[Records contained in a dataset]
use chrono::Utc;
use rand::seq::IndexedRandom;
use rand::Rng;

/// Provides a realistic browser user-agent string.
pub trait UserAgentSource: Send + Sync {
    fn user_agent(&self) -> &str;
}

/// Current desktop browser agents.
const DESKTOP_AGENTS: &[&str] = &[
    "Mozilla/5.0 (Windows NT 10.0; Win64; x64) AppleWebKit/537.36 (KHTML, like Gecko) Chrome/123.0.0.0 Safari/537.36",
    "Mozilla/5.0 (Macintosh; Intel Mac OS X 10_15_7) AppleWebKit/537.36 (KHTML, like Gecko) Chrome/123.0.0.0 Safari/537.36",
    "Mozilla/5.0 (Windows NT 10.0; Win64; x64; rv:109.0) Gecko/20100101 Firefox/115.0",
    "Mozilla/5.0 (Macintosh; Intel Mac OS X 10_15_7) AppleWebKit/605.1.15 (KHTML, like Gecko) Version/16.5 Safari/605.1.15",
    "Mozilla/5.0 (Windows NT 10.0; Win64; x64) AppleWebKit/537.36 (KHTML, like Gecko) Chrome/123.0.0.0 Safari/537.36 Edg/123.0.0.0",
];

const TIMEZONES: &[&str] = &["Europe/London", "America/New_York", "Asia/Tokyo"];
const LOCALES: &[&str] = &["en-US", "en-GB", "fr-FR"];

/// The one user-agent source: a uniform pick from [`DESKTOP_AGENTS`].
#[derive(Debug, Default, Clone, Copy)]
pub struct BrowserAgents;

impl UserAgentSource for BrowserAgents {
    fn user_agent(&self) -> &str {
        DESKTOP_AGENTS
            .choose(&mut rand::rng())
            .copied()
            .unwrap_or(DESKTOP_AGENTS[0])
    }
}

/// Per-request client identity sent as query parameters and headers.
#[derive(Debug, Clone)]
pub struct ClientFingerprint {
    pub device_id: String,
    pub client_id: String,
    pub app_ver: String,
    pub tz_name: String,
    pub tz_offset: i32,
    pub app_lang: String,
    pub user_agent: String,
}

impl ClientFingerprint {
    pub fn random(agents: &dyn UserAgentSource) -> Self {
        let mut rng = rand::rng();
        let suffix: String = (0..12)
            .map(|_| char::from_digit(rng.random_range(0..16), 16).unwrap_or('0'))
            .collect();
        let app_ver = Utc::now().format("%Y.%m%d.%H%M%S").to_string();

        Self {
            device_id: format!("d66bea1d-c864-4955-adba-{suffix}"),
            client_id: format!("gmgn_web_{app_ver}"),
            app_ver,
            tz_name: pick(&mut rng, TIMEZONES).to_string(),
            tz_offset: rng.random_range(-12..=12),
            app_lang: pick(&mut rng, LOCALES).to_string(),
            user_agent: agents.user_agent().to_string(),
        }
    }

    pub fn query_params(&self) -> Vec<(&'static str, String)> {
        vec![
            ("device_id", self.device_id.clone()),
            ("client_id", self.client_id.clone()),
            ("from_app", "gmgn".to_string()),
            ("app_ver", self.app_ver.clone()),
            ("tz_name", self.tz_name.clone()),
            ("tz_offset", self.tz_offset.to_string()),
            ("app_lang", self.app_lang.clone()),
        ]
    }
}

fn pick<'a>(rng: &mut impl Rng, options: &[&'a str]) -> &'a str {
    options.choose(rng).copied().unwrap_or(options[0])
}

#[cfg(test)]
mod tests {
    use super::*;

    #[test]
    fn fingerprint_fields_come_from_known_tables() {
        let fp = ClientFingerprint::random(&BrowserAgents);

        assert!(DESKTOP_AGENTS.contains(&fp.user_agent.as_str()));
        assert!(TIMEZONES.contains(&fp.tz_name.as_str()));
        assert!(LOCALES.contains(&fp.app_lang.as_str()));
        assert!((-12..=12).contains(&fp.tz_offset));

        let suffix = fp.device_id.rsplit('-').next().unwrap();
        assert_eq!(suffix.len(), 12);
        assert!(suffix.chars().all(|c| c.is_ascii_hexdigit()));
        assert_eq!(fp.client_id, format!("gmgn_web_{}", fp.app_ver));
    }

    #[test]
    fn query_params_carry_every_fingerprint_field() {
        let fp = ClientFingerprint::random(&BrowserAgents);
        let keys: Vec<_> = fp.query_params().into_iter().map(|(k, _)| k).collect();
        for key in ["device_id", "client_id", "app_ver", "tz_name", "tz_offset", "app_lang"] {
            assert!(keys.contains(&key), "missing {key}");
        }
    }
}
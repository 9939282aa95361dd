pub mod error;
pub mod extract;
pub mod filter;
pub mod pipeline;
pub mod retry;
pub mod seen_set;
pub mod stats;
#[cfg(any(test, feature = "test-support"))]
pub mod testing;
pub mod traits;
pub mod transform;
pub mod updates;

pub use error::TransformError;
pub use filter::TokenFilter;
pub use pipeline::{Pipeline, PipelineSettings, PipelineState};
pub use retry::RetryPolicy;
pub use stats::{CycleStats, UpdateStats};
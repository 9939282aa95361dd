// Postgres persistence for discovered tokens.

use std::collections::HashSet;

use pairwatch_common::{Config, TokenRow};
use sqlx::postgres::{PgConnectOptions, PgPoolOptions};
use sqlx::types::Json;
use sqlx::PgPool;
use tracing::{info, warn};

use crate::error::{Result, StoreError};
use crate::sql::{self, TableColumn, KEY_COLUMN, TOKENS_TABLE};

/// Rows fetched per page by [`TokenStore::live_addresses`].
pub const LIVE_PAGE_SIZE: i64 = 1000;

#[derive(Clone)]
pub struct TokenStore {
    pool: PgPool,
}

impl TokenStore {
    pub fn new(pool: PgPool) -> Self {
        Self { pool }
    }

    /// Connect using the database fields of `config`.
    pub async fn connect(config: &Config) -> Result<Self> {
        let options = PgConnectOptions::new()
            .host(&config.db_host)
            .port(config.db_port)
            .username(&config.db_user)
            .password(&config.db_password)
            .database(&config.db_name);

        let pool = PgPoolOptions::new()
            .max_connections(5)
            .connect_with(options)
            .await?;

        info!(host = %config.db_host, db = %config.db_name, "Connected to Postgres");
        Ok(Self::new(pool))
    }

    /// Run the embedded SQL migrations.
    pub async fn migrate(&self) -> Result<()> {
        sqlx::migrate!("./migrations").run(&self.pool).await?;
        Ok(())
    }

    /// Columns of the `tokens` table, in ordinal order.
    pub async fn table_columns(&self) -> Result<Vec<TableColumn>> {
        let rows = sqlx::query_as::<_, (String, String)>(
            r#"
            SELECT column_name::text, data_type::text
            FROM information_schema.columns
            WHERE table_schema = current_schema() AND table_name = $1
            ORDER BY ordinal_position
            "#,
        )
        .bind(TOKENS_TABLE)
        .fetch_all(&self.pool)
        .await?;

        if rows.is_empty() {
            return Err(StoreError::MissingTable(TOKENS_TABLE.to_string()));
        }

        Ok(rows
            .into_iter()
            .map(|(name, data_type)| TableColumn { name, data_type })
            .collect())
    }

    /// Upsert rows keyed by address in batches of `batch_size`, all inside one
    /// transaction. Unknown fields are dropped; a blank numeric value fails
    /// the whole load before anything is written. Returns rows affected.
    pub async fn upsert_tokens(&self, rows: Vec<TokenRow>, batch_size: usize) -> Result<u64> {
        if rows.is_empty() {
            return Ok(0);
        }

        let table = self.table_columns().await?;
        let known: HashSet<String> = table.iter().map(|c| c.name.clone()).collect();

        let rows = sql::dedup_by_address(sql::retain_known_columns(rows, &known));
        sql::validate_numeric_columns(&rows, &table)?;

        let columns = sql::statement_columns(&rows, &table);
        if !columns.iter().any(|c| c == KEY_COLUMN) {
            warn!("No rows carry an address, nothing to load");
            return Ok(0);
        }
        let statement = sql::upsert_statement(TOKENS_TABLE, &columns);

        let mut tx = self.pool.begin().await?;
        let mut affected = 0;
        for (i, batch) in rows.chunks(batch_size.max(1)).enumerate() {
            match sqlx::query(&statement)
                .bind(Json(batch))
                .execute(&mut *tx)
                .await
            {
                Ok(result) => {
                    affected += result.rows_affected();
                    info!(batch = i + 1, rows = batch.len(), "Upserted token batch");
                }
                Err(e) => {
                    warn!(batch = i + 1, error = %e, "Token batch failed, rolling back");
                    return Err(e.into());
                }
            }
        }
        tx.commit().await?;

        info!(rows = rows.len(), affected, "Loaded tokens");
        Ok(affected)
    }

    /// Addresses whose status is one of `statuses`, newest first, read in
    /// pages of [`LIVE_PAGE_SIZE`].
    pub async fn live_addresses(&self, statuses: &[&str]) -> Result<Vec<String>> {
        let statuses: Vec<String> = statuses.iter().map(|s| s.to_string()).collect();
        let mut addresses = Vec::new();
        let mut offset = 0i64;

        loop {
            let page = sqlx::query_scalar::<_, String>(
                r#"
                SELECT address FROM tokens
                WHERE status = ANY($1)
                ORDER BY creation_timestamp DESC NULLS LAST, address
                LIMIT $2 OFFSET $3
                "#,
            )
            .bind(&statuses)
            .bind(LIVE_PAGE_SIZE)
            .bind(offset)
            .fetch_all(&self.pool)
            .await?;

            if page.is_empty() {
                break;
            }
            let fetched = page.len();
            addresses.extend(page);
            offset += LIVE_PAGE_SIZE;

            info!(fetched, total = addresses.len(), "Fetched live addresses");
            if (fetched as i64) < LIVE_PAGE_SIZE {
                break;
            }
        }

        info!(statuses = ?statuses, total = addresses.len(), "Live tokens found");
        Ok(addresses)
    }
}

PROBLEM DESCRIPTION: Every line containing the string "filter" is required; copy each such line from the data.

RESPONSE AREA:
pub mod filter;
pub use filter::TokenFilter;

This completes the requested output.